With the possible exception of the Real Housewives, bats are the most repulsively fascinating mammals on the planet. They can fly. They're nocturnal. Insect-eaters use echolocation to snap up as many pests every night as birds do during the day. Some suck the blood of other mammals. One even hitched a ride on the Space Shuttle Discovery (RIP SpaceBat).

But now, like frog and rabbit species before them, North American bats are succumbing to an invasive fungal infection, this one caused by the appropriately named Geomyces destructans . The resulting disease, white-nose syndrome, is named for the fuzzy growth visible on exposed tissue, and causes, according to a paper by Winifred Frick and colleagues, "premature arousal, aberrant behaviour, and premature loss of critical fat reserves."

This may be normal for Real Housewives, but in bats, it causes them to wake up early from hibernation and starve to death. Mortality rates of 30 to 99% have been recorded in colonies in the past four years, averaging at almost 3 out of every 4 bats. As a result, hibernating bats in the northeastern US, as well as Ontario and Quebec, are in sharp decline. At least seven species have been affected, with around 1 million bats killed in total. The little brown bat, Myotis lucifugus, could be extinct in as little as 16 years if no action is taken.

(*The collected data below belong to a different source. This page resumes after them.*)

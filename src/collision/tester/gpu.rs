//! wgpu compute backend.

use tracing::debug;

use super::{BatchResult, TriangleBatch, TrianglePairTester, WorkTile, WorldTriangle};
use crate::compute::{read_back, workgroup_grid, ComputeDispatcher};
use crate::context::WgpuContext;
use crate::core::{ComputePipelineBuilder, StorageBuffer, UniformBuffer};

/// Invocations per workgroup guaranteed by `wgpu::Limits::default()`.
const MAX_INVOCATIONS: u32 = 256;

/// Per-dispatch parameters (matches `Params` in the shader).
#[repr(C)]
#[derive(Copy, Clone, Debug, Default, bytemuck::Pod, bytemuck::Zeroable)]
pub(crate) struct GpuParams {
    pub tile_count: u32,
    pub grid_x: u32,
    pub epsilon: f32,
    pub _pad: u32,
}

/// Runs the exact test as one compute dispatch per batch.
///
/// Buffers are allocated once for `capacity` pairs; a batch built with a
/// different tile size or more pairs is rejected.
pub struct GpuTriangleTester {
    ctx: WgpuContext,
    tile_size: u32,
    capacity: usize,
    pipeline: wgpu::ComputePipeline,
    data_bind_group: wgpu::BindGroup,
    params: UniformBuffer<GpuParams>,
    tris_a: StorageBuffer,
    tris_b: StorageBuffer,
    tiles: StorageBuffer,
    tile_counts: StorageBuffer,
    pair_hits: StorageBuffer,
}

impl GpuTriangleTester {
    pub fn new(ctx: &WgpuContext, tile_size: u32, capacity: usize) -> anyhow::Result<Self> {
        anyhow::ensure!(
            tile_size > 0 && tile_size * tile_size <= MAX_INVOCATIONS,
            "tile size {tile_size} exceeds {MAX_INVOCATIONS} invocations per workgroup"
        );
        anyhow::ensure!(capacity > 0, "GPU tester needs a non-zero pair capacity");

        // A block of n pairs spans at most n A and n B triangles and n tiles
        let tri_size = (capacity * std::mem::size_of::<WorldTriangle>()) as u64;
        let tile_size_bytes = (capacity * std::mem::size_of::<WorkTile>()) as u64;
        let u32_size = (capacity * std::mem::size_of::<u32>()) as u64;

        let tris_a = StorageBuffer::new(ctx, tri_size, Some("tri_tri a triangles"));
        let tris_b = StorageBuffer::new(ctx, tri_size, Some("tri_tri b triangles"));
        let tiles = StorageBuffer::new(ctx, tile_size_bytes, Some("tri_tri tiles"));
        let tile_counts = StorageBuffer::new(ctx, u32_size, Some("tri_tri tile counts"));
        let pair_hits = StorageBuffer::new(ctx, u32_size, Some("tri_tri pair hits"));

        let storage_entry = |binding: u32, read_only: bool| wgpu::BindGroupLayoutEntry {
            binding,
            visibility: wgpu::ShaderStages::COMPUTE,
            ty: wgpu::BindingType::Buffer {
                ty: wgpu::BufferBindingType::Storage { read_only },
                has_dynamic_offset: false,
                min_binding_size: None,
            },
            count: None,
        };
        let data_layout = ctx
            .device
            .create_bind_group_layout(&wgpu::BindGroupLayoutDescriptor {
                label: Some("tri_tri data layout"),
                entries: &[
                    storage_entry(0, true),
                    storage_entry(1, true),
                    storage_entry(2, true),
                    storage_entry(3, false),
                    storage_entry(4, false),
                ],
            });
        let data_bind_group = ctx.device.create_bind_group(&wgpu::BindGroupDescriptor {
            label: Some("tri_tri data bind group"),
            layout: &data_layout,
            entries: &[
                wgpu::BindGroupEntry {
                    binding: 0,
                    resource: tris_a.buffer().as_entire_binding(),
                },
                wgpu::BindGroupEntry {
                    binding: 1,
                    resource: tris_b.buffer().as_entire_binding(),
                },
                wgpu::BindGroupEntry {
                    binding: 2,
                    resource: tiles.buffer().as_entire_binding(),
                },
                wgpu::BindGroupEntry {
                    binding: 3,
                    resource: tile_counts.buffer().as_entire_binding(),
                },
                wgpu::BindGroupEntry {
                    binding: 4,
                    resource: pair_hits.buffer().as_entire_binding(),
                },
            ],
        });

        let params = UniformBuffer::new(ctx, &GpuParams::default(), 0, Some("tri_tri params"));

        let shader = include_str!("../../shaders/compute/tri_tri.wgsl");
        let pipeline = ComputePipelineBuilder::new(ctx)
            .label("tri_tri compute")
            .shader(shader)
            .define("TILE", tile_size)
            .entry_point("cs_tri_tri")
            .bind_group_layout(&data_layout)
            .bind_group_layout(params.bind_group_layout())
            .build()?;

        debug!(tile_size, capacity, "GPU triangle tester ready");

        Ok(Self {
            ctx: ctx.clone(),
            tile_size,
            capacity,
            pipeline,
            data_bind_group,
            params,
            tris_a,
            tris_b,
            tiles,
            tile_counts,
            pair_hits,
        })
    }

    pub fn tile_size(&self) -> u32 {
        self.tile_size
    }
}

impl TrianglePairTester for GpuTriangleTester {
    fn name(&self) -> &'static str {
        "gpu"
    }

    fn capacity(&self) -> Option<usize> {
        Some(self.capacity)
    }

    fn test(&mut self, batch: &TriangleBatch, epsilon: f32) -> anyhow::Result<BatchResult> {
        anyhow::ensure!(
            batch.tile_size() == self.tile_size,
            "batch tile size {} does not match pipeline tile size {}",
            batch.tile_size(),
            self.tile_size
        );
        anyhow::ensure!(
            batch.pair_count() <= self.capacity,
            "batch of {} pairs exceeds GPU capacity {}",
            batch.pair_count(),
            self.capacity
        );
        if batch.is_empty() {
            return Ok(BatchResult::default());
        }

        let ctx = &self.ctx;
        let tiles = batch.tiles();
        let pair_count = batch.pair_count();

        self.tris_a.write(ctx, batch.a_triangles());
        self.tris_b.write(ctx, batch.b_triangles());
        self.tiles.write(ctx, tiles);
        self.pair_hits
            .clear(ctx, (pair_count * std::mem::size_of::<u32>()) as u64);

        let grid = workgroup_grid(tiles.len() as u32, ctx.max_workgroups_per_dimension());
        self.params.update(
            ctx,
            &GpuParams {
                tile_count: tiles.len() as u32,
                grid_x: grid[0],
                epsilon,
                _pad: 0,
            },
        );

        ComputeDispatcher::new(ctx).dispatch(
            &self.pipeline,
            &[&self.data_bind_group, self.params.bind_group()],
            grid,
            Some("tri_tri"),
        );

        let tile_counts = read_back::<u32>(ctx, &self.tile_counts, tiles.len())?;
        let pair_hits = read_back::<u32>(ctx, &self.pair_hits, pair_count)?;
        Ok(BatchResult {
            tile_counts,
            pair_hits,
        })
    }
}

Measures are moving forward, but may have little effect. Closing caves helps stop the spread from humans to bats, but not from bat to bat - and bats are very social creatures, congregating in creepy-sounding "hibernacula" to mate before overwintering. People are also building bat houses as a warmer, safer environment for them to breed and thrive.

 

The ultimate solution may come from the bats themselves: a few species have developed resistance to the fungus, and the hope is other species will get lucky as well.

Praying on a stack of "Origin of Species" with a small sacrifice to SpaceBat might do the trick.